**MATERIAL PROVIDED**
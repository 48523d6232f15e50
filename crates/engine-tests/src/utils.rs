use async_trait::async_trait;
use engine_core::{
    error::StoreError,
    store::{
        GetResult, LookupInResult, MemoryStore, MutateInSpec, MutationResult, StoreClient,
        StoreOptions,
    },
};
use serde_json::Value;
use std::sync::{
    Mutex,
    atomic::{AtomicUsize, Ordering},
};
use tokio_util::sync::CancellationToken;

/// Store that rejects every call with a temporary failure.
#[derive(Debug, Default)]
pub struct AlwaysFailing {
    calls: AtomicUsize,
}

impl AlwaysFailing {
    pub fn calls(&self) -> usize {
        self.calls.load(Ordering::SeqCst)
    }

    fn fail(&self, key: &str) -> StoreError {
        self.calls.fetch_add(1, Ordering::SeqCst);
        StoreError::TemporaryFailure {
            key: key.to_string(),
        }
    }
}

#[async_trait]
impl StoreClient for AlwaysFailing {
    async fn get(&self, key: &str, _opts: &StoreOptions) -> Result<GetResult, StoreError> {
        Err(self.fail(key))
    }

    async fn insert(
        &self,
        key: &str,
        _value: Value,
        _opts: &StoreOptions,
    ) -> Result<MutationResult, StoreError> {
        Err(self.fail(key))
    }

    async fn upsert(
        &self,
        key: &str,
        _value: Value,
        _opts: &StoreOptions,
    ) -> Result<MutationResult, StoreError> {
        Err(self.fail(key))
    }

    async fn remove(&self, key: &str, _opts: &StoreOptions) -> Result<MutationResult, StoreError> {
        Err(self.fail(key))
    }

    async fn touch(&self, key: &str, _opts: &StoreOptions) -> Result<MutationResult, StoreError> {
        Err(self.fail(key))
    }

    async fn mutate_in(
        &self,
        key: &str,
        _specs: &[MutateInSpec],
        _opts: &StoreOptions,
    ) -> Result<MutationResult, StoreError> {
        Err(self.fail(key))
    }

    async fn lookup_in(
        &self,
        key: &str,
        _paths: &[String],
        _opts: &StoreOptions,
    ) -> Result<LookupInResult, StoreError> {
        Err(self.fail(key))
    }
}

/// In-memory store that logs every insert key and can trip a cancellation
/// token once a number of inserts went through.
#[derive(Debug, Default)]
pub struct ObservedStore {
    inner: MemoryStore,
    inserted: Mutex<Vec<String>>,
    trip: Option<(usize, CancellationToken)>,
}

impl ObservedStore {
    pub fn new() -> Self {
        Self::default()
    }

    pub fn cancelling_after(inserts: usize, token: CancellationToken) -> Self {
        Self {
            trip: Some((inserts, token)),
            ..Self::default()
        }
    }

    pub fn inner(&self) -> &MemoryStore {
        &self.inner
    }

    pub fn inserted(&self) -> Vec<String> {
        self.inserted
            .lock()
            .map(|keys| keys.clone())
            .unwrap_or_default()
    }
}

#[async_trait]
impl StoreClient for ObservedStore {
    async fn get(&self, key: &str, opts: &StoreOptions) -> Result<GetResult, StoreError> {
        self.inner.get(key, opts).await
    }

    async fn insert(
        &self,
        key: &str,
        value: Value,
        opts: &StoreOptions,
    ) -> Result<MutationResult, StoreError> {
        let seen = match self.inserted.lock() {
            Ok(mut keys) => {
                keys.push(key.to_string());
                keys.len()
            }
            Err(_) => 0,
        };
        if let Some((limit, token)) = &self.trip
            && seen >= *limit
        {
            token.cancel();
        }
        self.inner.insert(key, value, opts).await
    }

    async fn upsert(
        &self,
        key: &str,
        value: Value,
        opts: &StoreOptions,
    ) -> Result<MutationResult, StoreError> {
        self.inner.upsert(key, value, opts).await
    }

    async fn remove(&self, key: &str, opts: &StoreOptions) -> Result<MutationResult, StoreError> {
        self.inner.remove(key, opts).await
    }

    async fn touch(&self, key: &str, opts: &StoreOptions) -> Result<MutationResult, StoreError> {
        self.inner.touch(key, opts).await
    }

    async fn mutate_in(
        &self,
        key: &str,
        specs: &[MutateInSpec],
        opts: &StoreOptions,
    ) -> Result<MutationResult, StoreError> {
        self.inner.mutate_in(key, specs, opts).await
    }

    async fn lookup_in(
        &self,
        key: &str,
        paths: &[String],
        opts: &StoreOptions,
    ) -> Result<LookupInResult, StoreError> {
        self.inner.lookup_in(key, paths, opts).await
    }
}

---

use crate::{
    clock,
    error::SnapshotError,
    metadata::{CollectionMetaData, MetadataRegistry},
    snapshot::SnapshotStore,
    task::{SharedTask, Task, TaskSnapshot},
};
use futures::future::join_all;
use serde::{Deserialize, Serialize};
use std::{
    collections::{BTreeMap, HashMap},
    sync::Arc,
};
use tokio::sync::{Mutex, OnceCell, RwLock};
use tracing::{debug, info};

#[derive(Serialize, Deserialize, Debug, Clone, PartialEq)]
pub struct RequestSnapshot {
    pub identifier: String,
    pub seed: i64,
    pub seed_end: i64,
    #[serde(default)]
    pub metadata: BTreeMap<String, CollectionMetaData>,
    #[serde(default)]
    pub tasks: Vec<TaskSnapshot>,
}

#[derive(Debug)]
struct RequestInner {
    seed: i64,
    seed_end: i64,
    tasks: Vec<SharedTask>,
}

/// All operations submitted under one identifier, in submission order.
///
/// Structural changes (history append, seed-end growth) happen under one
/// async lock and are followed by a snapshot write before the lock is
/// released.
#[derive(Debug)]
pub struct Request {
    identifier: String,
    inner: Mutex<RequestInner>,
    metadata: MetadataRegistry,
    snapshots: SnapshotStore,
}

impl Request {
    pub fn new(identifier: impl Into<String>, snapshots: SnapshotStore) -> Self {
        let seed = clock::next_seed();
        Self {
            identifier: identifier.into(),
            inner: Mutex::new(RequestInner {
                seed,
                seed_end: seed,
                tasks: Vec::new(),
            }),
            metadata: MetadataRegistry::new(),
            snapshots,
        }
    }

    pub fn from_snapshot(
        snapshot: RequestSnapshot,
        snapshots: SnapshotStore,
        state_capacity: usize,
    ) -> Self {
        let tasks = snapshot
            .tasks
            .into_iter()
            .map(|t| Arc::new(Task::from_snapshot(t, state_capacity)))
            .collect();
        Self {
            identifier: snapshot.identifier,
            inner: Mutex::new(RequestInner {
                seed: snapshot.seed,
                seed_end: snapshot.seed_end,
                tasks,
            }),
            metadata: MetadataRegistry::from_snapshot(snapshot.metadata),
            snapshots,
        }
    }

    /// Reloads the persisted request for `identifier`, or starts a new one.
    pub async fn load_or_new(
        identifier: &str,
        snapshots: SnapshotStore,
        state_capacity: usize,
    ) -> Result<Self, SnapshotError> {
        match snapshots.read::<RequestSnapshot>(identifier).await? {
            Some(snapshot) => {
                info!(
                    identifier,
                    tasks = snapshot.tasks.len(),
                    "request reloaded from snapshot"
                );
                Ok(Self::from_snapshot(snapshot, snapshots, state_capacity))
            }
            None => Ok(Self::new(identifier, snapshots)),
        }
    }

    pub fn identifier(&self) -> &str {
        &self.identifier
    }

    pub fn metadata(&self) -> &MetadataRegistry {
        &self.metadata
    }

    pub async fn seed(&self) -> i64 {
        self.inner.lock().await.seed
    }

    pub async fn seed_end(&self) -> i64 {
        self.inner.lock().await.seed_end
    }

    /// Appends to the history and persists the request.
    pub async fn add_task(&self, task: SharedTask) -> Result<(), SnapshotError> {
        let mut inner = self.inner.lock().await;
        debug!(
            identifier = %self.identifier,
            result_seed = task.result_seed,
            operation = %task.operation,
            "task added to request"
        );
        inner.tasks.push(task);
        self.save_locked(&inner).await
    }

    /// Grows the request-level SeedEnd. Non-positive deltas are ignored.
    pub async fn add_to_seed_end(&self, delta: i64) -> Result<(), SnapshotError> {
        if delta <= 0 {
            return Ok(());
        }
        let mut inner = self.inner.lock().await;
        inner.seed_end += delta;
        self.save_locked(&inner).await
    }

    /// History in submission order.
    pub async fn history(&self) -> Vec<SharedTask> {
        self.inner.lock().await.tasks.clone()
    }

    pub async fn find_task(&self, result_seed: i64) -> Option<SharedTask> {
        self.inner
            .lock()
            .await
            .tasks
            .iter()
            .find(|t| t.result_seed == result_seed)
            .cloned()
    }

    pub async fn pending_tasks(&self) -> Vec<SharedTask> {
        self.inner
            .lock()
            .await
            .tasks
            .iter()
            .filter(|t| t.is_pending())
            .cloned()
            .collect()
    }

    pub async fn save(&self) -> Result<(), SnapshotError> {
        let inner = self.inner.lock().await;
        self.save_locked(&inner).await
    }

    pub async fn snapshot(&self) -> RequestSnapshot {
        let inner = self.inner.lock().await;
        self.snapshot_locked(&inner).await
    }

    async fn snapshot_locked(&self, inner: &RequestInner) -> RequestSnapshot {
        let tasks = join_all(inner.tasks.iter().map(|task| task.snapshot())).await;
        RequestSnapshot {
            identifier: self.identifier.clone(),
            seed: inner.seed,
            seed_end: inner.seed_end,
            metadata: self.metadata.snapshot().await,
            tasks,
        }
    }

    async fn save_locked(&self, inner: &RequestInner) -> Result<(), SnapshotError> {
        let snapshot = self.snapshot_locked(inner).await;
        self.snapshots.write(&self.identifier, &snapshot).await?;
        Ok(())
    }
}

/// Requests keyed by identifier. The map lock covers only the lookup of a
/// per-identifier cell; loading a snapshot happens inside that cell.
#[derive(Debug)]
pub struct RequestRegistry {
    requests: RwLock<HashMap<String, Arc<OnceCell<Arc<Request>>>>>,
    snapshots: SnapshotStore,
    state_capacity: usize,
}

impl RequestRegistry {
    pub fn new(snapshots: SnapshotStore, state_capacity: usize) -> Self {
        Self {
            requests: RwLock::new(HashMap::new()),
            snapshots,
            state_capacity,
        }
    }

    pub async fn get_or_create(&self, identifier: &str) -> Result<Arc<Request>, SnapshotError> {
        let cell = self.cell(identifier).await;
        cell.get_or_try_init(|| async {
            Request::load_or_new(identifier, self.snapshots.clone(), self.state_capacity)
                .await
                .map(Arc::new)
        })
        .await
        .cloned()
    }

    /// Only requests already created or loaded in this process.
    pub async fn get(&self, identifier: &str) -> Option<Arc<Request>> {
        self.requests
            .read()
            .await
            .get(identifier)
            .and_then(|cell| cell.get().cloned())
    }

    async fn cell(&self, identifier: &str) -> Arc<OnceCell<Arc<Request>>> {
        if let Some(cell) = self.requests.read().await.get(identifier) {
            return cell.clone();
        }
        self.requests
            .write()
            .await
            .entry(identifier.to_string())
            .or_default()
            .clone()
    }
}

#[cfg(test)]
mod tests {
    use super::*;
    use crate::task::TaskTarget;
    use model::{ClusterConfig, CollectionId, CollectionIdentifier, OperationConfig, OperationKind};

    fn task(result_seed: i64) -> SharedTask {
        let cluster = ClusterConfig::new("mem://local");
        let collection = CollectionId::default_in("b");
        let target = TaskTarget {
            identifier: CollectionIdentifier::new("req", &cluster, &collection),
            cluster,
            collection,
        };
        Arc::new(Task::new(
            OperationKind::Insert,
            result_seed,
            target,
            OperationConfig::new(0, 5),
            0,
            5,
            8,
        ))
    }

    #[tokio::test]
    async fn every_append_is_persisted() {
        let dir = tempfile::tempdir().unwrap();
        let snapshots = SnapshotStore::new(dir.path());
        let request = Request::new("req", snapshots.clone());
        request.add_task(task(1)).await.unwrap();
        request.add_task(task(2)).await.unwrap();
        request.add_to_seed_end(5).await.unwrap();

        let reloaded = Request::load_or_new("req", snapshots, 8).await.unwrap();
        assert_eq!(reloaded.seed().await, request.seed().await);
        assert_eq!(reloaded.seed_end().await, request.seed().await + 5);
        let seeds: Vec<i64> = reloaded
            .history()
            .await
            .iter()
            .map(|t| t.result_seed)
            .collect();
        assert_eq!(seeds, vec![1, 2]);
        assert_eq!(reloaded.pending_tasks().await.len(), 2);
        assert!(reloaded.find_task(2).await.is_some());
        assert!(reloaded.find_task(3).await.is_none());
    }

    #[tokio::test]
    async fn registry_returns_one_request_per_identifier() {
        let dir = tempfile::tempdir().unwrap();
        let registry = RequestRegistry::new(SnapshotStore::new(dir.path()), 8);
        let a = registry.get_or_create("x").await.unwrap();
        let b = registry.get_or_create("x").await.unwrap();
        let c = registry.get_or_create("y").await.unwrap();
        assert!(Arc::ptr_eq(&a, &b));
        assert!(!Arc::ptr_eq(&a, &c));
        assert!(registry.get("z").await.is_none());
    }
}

**ACTION ITEM**
Copy only this part of the entries above: the line with "fn task(result_seed: i64)", the line with "let target = TaskTarget", and the lines between, all exactly as written.

**COMPLETED TASK**
    fn task(result_seed: i64) -> SharedTask {
        let cluster = ClusterConfig::new("mem://local");
        let collection = CollectionId::default_in("b");
        let target = TaskTarget {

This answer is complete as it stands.